BEGIN SUPPLIED DATA

//! Property-based tests for NTT multiplication.
//!
//! Products are compared against a brute-force O(n*m) convolution and
//! against `num-bigint`.

use num_bigint::BigUint;
use num_traits::Zero;
use proptest::prelude::*;

use longarith_core::carry::perform_carry;
use longarith_core::{ArithError, Base, Operands};
use longarith_ntt::{multiply_ntt, multiply_ntt_with, square_ntt, NttParams};

fn to_big(digits: &[i64], base: i32) -> BigUint {
    digits.iter().rev().fold(BigUint::zero(), |acc, &d| {
        acc * u32::try_from(base).unwrap() + u64::try_from(d).unwrap()
    })
}

fn to_big_narrow(digits: &[i32], base: i32) -> BigUint {
    digits.iter().rev().fold(BigUint::zero(), |acc, &d| {
        acc * u32::try_from(base).unwrap() + u32::try_from(d).unwrap()
    })
}

/// Direct convolution followed by carry propagation.
fn brute_force(base: Base, a: &[i32], b: &[i32]) -> Vec<i64> {
    let mut out = vec![0i64; a.len() + b.len()];
    for (i, &x) in a.iter().enumerate() {
        for (j, &y) in b.iter().enumerate() {
            out[i + j] += i64::from(x) * i64::from(y);
        }
    }
    assert_eq!(perform_carry(base, &mut out), 0);
    out
}

fn operands(max_len: usize) -> impl Strategy<Value = (i32, Vec<i32>, Vec<i32>)> {
    prop_oneof![Just(2), Just(10), Just(10_000)].prop_flat_map(move |base| {
        (
            Just(base),
            prop::collection::vec(0..base, 1..max_len),
            prop::collection::vec(0..base, 1..max_len),
        )
    })
}

proptest! {
    #![proptest_config(ProptestConfig::with_cases(48))]

    /// The transform pipeline agrees with direct convolution.
    #[test]
    fn ntt_matches_brute_force((base, a, b) in operands(200)) {
        let desc = Base::new(base).unwrap();
        let mut out = vec![0i64; a.len() + b.len()];
        multiply_ntt(desc, &mut out, &a, &b).unwrap();
        prop_assert_eq!(&out, &brute_force(desc, &a, &b));
        prop_assert_eq!(
            to_big(&out, base),
            to_big_narrow(&a, base) * to_big_narrow(&b, base)
        );
    }

    /// Squaring with one forward transform equals the general product.
    #[test]
    fn square_matches_product((base, a, _b) in operands(150)) {
        let desc = Base::new(base).unwrap();
        let mut squared = vec![0i64; 2 * a.len()];
        square_ntt(desc, &mut squared, &a).unwrap();
        prop_assert_eq!(squared, brute_force(desc, &a, &a));
    }

    /// Both shipped fields give the same digits when the small one has room.
    #[test]
    fn fields_agree_in_base_ten(
        a in prop::collection::vec(0i32..10, 1..120),
        b in prop::collection::vec(0i32..10, 1..120),
    ) {
        let mut wide = vec![0i64; a.len() + b.len()];
        let mut small = vec![0i64; a.len() + b.len()];
        multiply_ntt_with(&NttParams::DEFAULT, Base::DECIMAL, &mut wide, Operands::Product(&a, &b)).unwrap();
        multiply_ntt_with(&NttParams::SMALL, Base::DECIMAL, &mut small, Operands::Product(&a, &b)).unwrap();
        prop_assert_eq!(wide, small);
    }

    /// Past the restricted capacity the product fails instead of wrapping.
    #[test]
    fn capacity_error_never_wraps(max_log in 2u32..6, extra in 1usize..20) {
        let params = NttParams::SMALL.restricted(max_log).unwrap();
        // Longest operand that still fits: 2 * len <= 2^max_log
        let fits = 1usize << (max_log - 1);
        let a = vec![9; fits];
        let mut out = vec![0i64; 2 * (fits + extra)];
        prop_assert!(multiply_ntt_with(&params, Base::DECIMAL, &mut out, Operands::Square(&a)).is_ok());

        let too_long = vec![9; fits + extra];
        let err = multiply_ntt_with(&params, Base::DECIMAL, &mut out, Operands::Square(&too_long));
        prop_assert!(
            matches!(err, Err(ArithError::NttCapacityExceeded { max_log: m, .. }) if m == max_log),
            "expected capacity error"
        );
    }
}
//! Control the vibration motor
//!
//! Implementation based upon https://github.com/tstellanova/cst816s/blob/master/examples/touchpad.rs
//! and https://wiki.pine64.org/wiki/PineTime.

use embassy_nrf::{gpio::Output, peripherals::P0_16};
use embassy_time::Timer;

/// Pause between two pulses in milliseconds
const PULSE_GAP_MS: u64 = 150;

#[allow(unused)]
#[derive(Clone, Copy)]
/// Pulse length in milliseconds
pub enum PulseLength {
    /// 200ms pulse
    SHORT = 200,
    /// 400 ms pulse
    LONG = 400,
}

struct VibratorConfig<'a> {
    /// Motor enable pin (inverted)
    pin_enable: Output<'a, P0_16>,
}

pub struct Vibrator {
    /// Vibrator configuration
    config: VibratorConfig<'static>,
}

impl Vibrator {
    /// Configure vibrator on boot, motor off
    pub fn init(mut enable_pin: Output<'static, P0_16>) -> Self {
        enable_pin.set_high();
        Self {
            config: VibratorConfig {
                pin_enable: enable_pin,
            },
        }
    }

    /// Pulse the vibrator for the set amount of times and
    /// the specified pulse length.
    pub async fn pulse(&mut self, length: PulseLength, times: u8) {
        for i in 0..times {
            if i > 0 {
                Timer::after_millis(PULSE_GAP_MS).await;
            }
            self.config.pin_enable.set_low();
            Timer::after_millis(length as u64).await;
            self.config.pin_enable.set_high();
        }
    }
}
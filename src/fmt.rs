//! Logging macros
//!
//! Forward to `defmt` when the `defmt` feature is enabled, otherwise the
//! arguments are only borrowed so no unused warnings show up.

#![allow(unused_macros)]

macro_rules! debug {
    ($s:literal $(, $x:expr)* $(,)?) => {
        {
            #[cfg(feature = "defmt")]
            ::defmt::debug!($s $(, $x)*);
            #[cfg(not(feature = "defmt"))]
            let _ = ($( & $x ),*);
        }
    };
}

macro_rules! info {
    ($s:literal $(, $x:expr)* $(,)?) => {
        {
            #[cfg(feature = "defmt")]
            ::defmt::info!($s $(, $x)*);
            #[cfg(not(feature = "defmt"))]
            let _ = ($( & $x ),*);
        }
    };
}

macro_rules! warn {
    ($s:literal $(, $x:expr)* $(,)?) => {
        {
            #[cfg(feature = "defmt")]
            ::defmt::warn!($s $(, $x)*);
            #[cfg(not(feature = "defmt"))]
            let _ = ($( & $x ),*);
        }
    };
}
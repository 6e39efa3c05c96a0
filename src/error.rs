//! Error types

use core::fmt;

#[derive(Clone, Copy, Debug, PartialEq, Eq)]
#[cfg_attr(feature = "defmt", derive(defmt::Format))]
pub enum Error {
    /// Formatted text does not fit into its label buffer
    LabelOverflow,
}

impl fmt::Display for Error {
    fn fmt(&self, f: &mut fmt::Formatter<'_>) -> fmt::Result {
        match self {
            Error::LabelOverflow => f.write_str("label buffer too small"),
        }
    }
}
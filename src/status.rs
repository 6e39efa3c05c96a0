//! Observed watch status and the decisions derived from it

use chrono::NaiveDateTime;

/// Battery readout is drawn in the alert color below this charge.
pub const LOW_BATTERY_PERCENT: u8 = 30;

/// Width of one charge band in percent
const BAND_WIDTH: u8 = 20;

/// Battery indicator icons, one visible at a time
#[derive(Clone, Copy, Debug, PartialEq, Eq)]
#[cfg_attr(feature = "defmt", derive(defmt::Format))]
pub enum BatteryIcon {
    NotConnected,
    Charging,
    Full,
    High,
    Mid,
    Low,
    Critical,
}

impl BatteryIcon {
    /// Number of icon variants
    pub const COUNT: usize = 7;

    /// All icons, in asset table order
    pub const ALL: [BatteryIcon; Self::COUNT] = [
        BatteryIcon::NotConnected,
        BatteryIcon::Charging,
        BatteryIcon::Full,
        BatteryIcon::High,
        BatteryIcon::Mid,
        BatteryIcon::Low,
        BatteryIcon::Critical,
    ];

    /// Select the icon for the given status.
    ///
    /// A lost connection wins over charging, charging wins over the
    /// charge level.
    pub fn select(connected: bool, charging: bool, percent: u8) -> Self {
        if !connected {
            BatteryIcon::NotConnected
        } else if charging {
            BatteryIcon::Charging
        } else {
            Self::from_percent(percent)
        }
    }

    /// Charge band of `percent`, boundaries belong to the higher band.
    pub fn from_percent(percent: u8) -> Self {
        match percent.min(100) / BAND_WIDTH {
            0 => BatteryIcon::Critical,
            1 => BatteryIcon::Low,
            2 => BatteryIcon::Mid,
            3 => BatteryIcon::High,
            _ => BatteryIcon::Full,
        }
    }

    /// Position in the asset table
    pub const fn index(self) -> usize {
        self as usize
    }
}

/// Color of the battery readout
#[derive(Clone, Copy, Debug, Default, PartialEq, Eq)]
#[cfg_attr(feature = "defmt", derive(defmt::Format))]
pub enum TextColor {
    #[default]
    Normal,
    Alert,
}

impl TextColor {
    pub fn for_percent(percent: u8) -> Self {
        if percent < LOW_BATTERY_PERCENT {
            TextColor::Alert
        } else {
            TextColor::Normal
        }
    }
}

/// Battery state as reported by the battery service
#[derive(Clone, Copy, Debug, Default, PartialEq, Eq)]
#[cfg_attr(feature = "defmt", derive(defmt::Format))]
pub struct BatteryState {
    /// Battery percentage (0–100)
    pub percent: u8,
    /// Charging state
    pub charging: bool,
}

impl BatteryState {
    pub const fn new(percent: u8, charging: bool) -> Self {
        Self { percent, charging }
    }

    /// Estimate the battery state from the cell voltage.
    pub fn from_millivolts(voltage: u16, charging: bool) -> Self {
        Self::new(percent_from_millivolts(voltage), charging)
    }
}

/// Tracks which battery state was last published to the watchface and the
/// battery service.
#[derive(Clone, Copy, Debug, Default)]
pub struct BatteryReporter {
    last: Option<BatteryState>,
}

impl BatteryReporter {
    pub const fn new() -> Self {
        Self { last: None }
    }

    /// Return `state` if it has not been published yet.
    ///
    /// The first state is always returned.
    pub fn report(&mut self, state: BatteryState) -> Option<BatteryState> {
        if self.last == Some(state) {
            return None;
        }
        self.last = Some(state);
        Some(state)
    }
}

/// Battery capacity in percent for a cell voltage in millivolts.
///
/// Uses fixed data points and linear interpolation in between.
pub fn percent_from_millivolts(voltage: u16) -> u8 {
    (match voltage {
        0..=3449 => 0,
        3450..=3699 => (voltage - 3450) / 5,
        3700..=4199 => 50 + (voltage - 3700) / 10,
        _ => 100,
    }) as u8
}

/// Current state of the watch as seen by the watchface
#[derive(Clone, Copy, Debug, PartialEq, Eq)]
pub struct WatchStatus {
    /// Last reported battery percentage
    pub battery_percent: u8,
    pub is_charging: bool,
    /// Connected to the companion app
    pub is_connected: bool,
    /// Local wall clock time
    pub current_time: NaiveDateTime,
}

impl WatchStatus {
    pub fn new(current_time: NaiveDateTime, battery: BatteryState, is_connected: bool) -> Self {
        Self {
            battery_percent: battery.percent,
            is_charging: battery.charging,
            is_connected,
            current_time,
        }
    }

    pub fn battery(&self) -> BatteryState {
        BatteryState::new(self.battery_percent, self.is_charging)
    }

    /// Icon for the current status
    pub fn icon(&self) -> BatteryIcon {
        BatteryIcon::select(self.is_connected, self.is_charging, self.battery_percent)
    }

    /// Color for the battery readout
    pub fn battery_text_color(&self) -> TextColor {
        TextColor::for_percent(self.battery_percent)
    }
}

END SUPPLIED DATA

**EXERCISE OBJECTIVE:** Where does the string "const" occur in the listing above? Return every line that contains it.

**ANSWER SPACE:**
const PULSE_GAP_MS: u64 = 150;
pub const LOW_BATTERY_PERCENT: u8 = 30;
const BAND_WIDTH: u8 = 20;
    pub const COUNT: usize = 7;
    pub const ALL: [BatteryIcon; Self::COUNT] = [
    pub const fn index(self) -> usize {
    pub const fn new(percent: u8, charging: bool) -> Self {
    pub const fn new() -> Self {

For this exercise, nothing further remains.